Congress Advances Rare Disease & Cancer Innovation

Federal Advocacy,


In overlapping victories for biotech innovation and public health, the U.S. Senate and House of Representatives have approved two landmark pieces of federal legislation that together promise to accelerate therapeutic innovation and expand access to cutting-edge cancer detection technology.
 

Bipartisan Reauthorization of the Pediatric Rare Disease Priority Review Voucher (PPRV) Program

Congress reauthorized the Pediatric Rare Disease Priority Review Voucher (PPRV) Program or the H.R.1262 - Mikaela Naylon Give Kids a Chance Act through September 30, 2029, renewing a strategic incentive that has driven investment into treatments for rare pediatric conditions. The PPRV program - originally created in 2012 - awards a Priority Review Voucher to drug developers who secure FDA approval for a therapy targeting a rare pediatric disease. These vouchers can be used to expedite FDA review of a future drug application or sold to other companies, often generating significant capital that can be reinvested into further research. 

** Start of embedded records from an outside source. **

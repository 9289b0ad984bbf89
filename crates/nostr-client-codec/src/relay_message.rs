use serde_json::Value;

use nostr_client_types::{Event, EventId};

use crate::error::DecodeError;

/// A message sent from relay to client, per NIP-01 plus the NIP-45 `COUNT`
/// reply.
#[derive(Debug, Clone, PartialEq)]
pub enum RelayMessage {
    Event { sub_id: String, event: Event },
    Ok { event_id: EventId, accepted: bool, message: String },
    Eose { sub_id: String },
    Closed { sub_id: String, message: String },
    Notice { message: String },
    Count { sub_id: String, count: u64 },
}

impl RelayMessage {
    pub fn to_json(&self) -> String {
        let value = match self {
            RelayMessage::Event { sub_id, event } => Value::Array(vec![
                Value::String("EVENT".into()),
                Value::String(sub_id.clone()),
                serde_json::to_value(event).expect("event serializes"),
            ]),
            RelayMessage::Ok { event_id, accepted, message } => Value::Array(vec![
                Value::String("OK".into()),
                Value::String(event_id.to_hex()),
                Value::Bool(*accepted),
                Value::String(message.clone()),
            ]),
            RelayMessage::Eose { sub_id } => {
                Value::Array(vec![Value::String("EOSE".into()), Value::String(sub_id.clone())])
            }
            RelayMessage::Closed { sub_id, message } => Value::Array(vec![
                Value::String("CLOSED".into()),
                Value::String(sub_id.clone()),
                Value::String(message.clone()),
            ]),
            RelayMessage::Notice { message } => {
                Value::Array(vec![Value::String("NOTICE".into()), Value::String(message.clone())])
            }
            RelayMessage::Count { sub_id, count } => Value::Array(vec![
                Value::String("COUNT".into()),
                Value::String(sub_id.clone()),
                serde_json::json!({ "count": count }),
            ]),
        };
        serde_json::to_string(&value).expect("wire message serializes")
    }

    pub fn from_json(raw: &str) -> Result<Self, DecodeError> {
        let value: Value = serde_json::from_str(raw).map_err(|source| DecodeError::MalformedJson {
            source,
            raw: raw.to_string(),
        })?;
        let arr = value.as_array().ok_or(DecodeError::NotAnArray)?;
        let label = arr.first().and_then(Value::as_str).ok_or(DecodeError::MissingLabel)?;

        match label {
            "EVENT" => {
                let sub_id = str_at(arr, 1, "subscription id")?;
                let raw_event = arr.get(2).ok_or(DecodeError::MissingField("event"))?;
                let event: Event = serde_json::from_value(raw_event.clone()).map_err(|e| DecodeError::WrongShape {
                    field: "event",
                    detail: e.to_string(),
                })?;
                Ok(RelayMessage::Event { sub_id, event })
            }
            "OK" => {
                let id_hex = str_at(arr, 1, "event id")?;
                let event_id = EventId::from_hex(&id_hex).map_err(|e| DecodeError::WrongShape {
                    field: "event id",
                    detail: e.to_string(),
                })?;
                let accepted = arr.get(2).and_then(Value::as_bool).ok_or(DecodeError::MissingField("accepted"))?;
                let message = arr.get(3).and_then(Value::as_str).unwrap_or("").to_string();
                Ok(RelayMessage::Ok { event_id, accepted, message })
            }
            "EOSE" => {
                let sub_id = str_at(arr, 1, "subscription id")?;
                Ok(RelayMessage::Eose { sub_id })
            }
            "CLOSED" => {
                let sub_id = str_at(arr, 1, "subscription id")?;
                let message = arr.get(2).and_then(Value::as_str).unwrap_or("").to_string();
                Ok(RelayMessage::Closed { sub_id, message })
            }
            "NOTICE" => {
                let message = str_at(arr, 1, "message")?;
                Ok(RelayMessage::Notice { message })
            }
            "COUNT" => {
                let sub_id = str_at(arr, 1, "subscription id")?;
                let count = arr
                    .get(2)
                    .and_then(|v| v.get("count"))
                    .and_then(Value::as_u64)
                    .ok_or(DecodeError::MissingField("count"))?;
                Ok(RelayMessage::Count { sub_id, count })
            }
            other => Err(DecodeError::UnknownType(other.to_string())),
        }
    }
}

fn str_at(arr: &[Value], idx: usize, field: &'static str) -> Result<String, DecodeError> {
    arr.get(idx)
        .and_then(Value::as_str)
        .map(|s| s.to_string())
        .ok_or(DecodeError::MissingField(field))
}

#[cfg(test)]
mod tests {
    use super::*;

    #[test]
    fn ok_round_trips() {
        let msg = RelayMessage::Ok {
            event_id: EventId::from_hex(&"ab".repeat(32)).unwrap(),
            accepted: true,
            message: "".into(),
        };
        let back = RelayMessage::from_json(&msg.to_json()).unwrap();
        assert_eq!(msg, back);
    }

    #[test]
    fn eose_round_trips() {
        let msg = RelayMessage::Eose { sub_id: "sub1".into() };
        let back = RelayMessage::from_json(&msg.to_json()).unwrap();
        assert_eq!(msg, back);
    }

    #[test]
    fn count_round_trips() {
        let msg = RelayMessage::Count { sub_id: "sub1".into(), count: 42 };
        let back = RelayMessage::from_json(&msg.to_json()).unwrap();
        assert_eq!(msg, back);
    }

    #[test]
    fn malformed_json_carries_raw_text() {
        let err = RelayMessage::from_json("not json").unwrap_err();
        assert!(matches!(err, DecodeError::MalformedJson { .. }));
    }
}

Industry and advocacy groups have long championed the PPRV program as a catalyst for rare disease R&D. The reauthorization preserves stability and investor confidence for biotech innovators focused on underserved pediatric conditions and ensures continuity of incentives that have helped bring dozens of therapies to market. 

Passage of the Nancy Gardner Sewell Medicare Multi-Cancer Early Detection (MCED) Screening Coverage Act

In a second major win for health innovation, Congress also passed the Nancy Gardner Sewell Medicare Multi-Cancer Early Detection Screening Coverage Acta landmark law that creates a pathway for Medicare coverage of multi-cancer early detection (MCED) tests once they receive FDA approval. 

Named in honor of Nancy Gardner Sewell, this legislation was celebrated by its lead sponsor, Rep. Terri Sewell (D-AL), as a bipartisan step forward in helping seniors “get their best shot at catching cancer early.” The Act was included in a Fiscal Year 2026 appropriations package that passed the House by a broad bipartisan margin. 

Under the new law, once MCED tests are approved by the U.S. Food and Drug Administration, the Centers for Medicare & Medicaid Services (CMS) will have clear authority to cover and reimburse these tests for Medicare beneficiaries. These innovative tests - often based on blood-based genomic sequencing - can screen for dozens of cancer types at once, offering the potential to detect cancers earlier and more broadly than traditional single-cancer screenings. 

Patient advocates and industry stakeholders have long argued that expanding Medicare coverage is critical to ensuring equitable access to these breakthrough technologies and improving outcomes for older adults, who face the highest cancer risk. 

Why These Moves Matter for Biotech and Public Health

For rare disease developers: 
The PPRV reauthorization removes uncertainty from the regulatory landscape and preserves a valuable commercial and strategic tool for companies pursuing treatments for the smallest patient populations. These vouchers - often sold for substantial sums - continue to underpin deal-making and funding flows in the orphan therapeutics sector. 

For cancer detection and prevention: 
By establishing Medicare coverage authority for MCED tests, Congress has modernized the nation’s cancer screening infrastructure. This change is designed to expand access to advanced screening tools that may catch cancers earlier - when treatments are more effective and survival rates tend to be higher — and to reduce the downstream cost burden of late-stage cancer care. 

Together, these legislative actions reflect a broad, bipartisan commitment to fostering life-science innovation while ensuring that patients - from children with rare diseases to seniors at risk for cancer - benefit from scientific progress.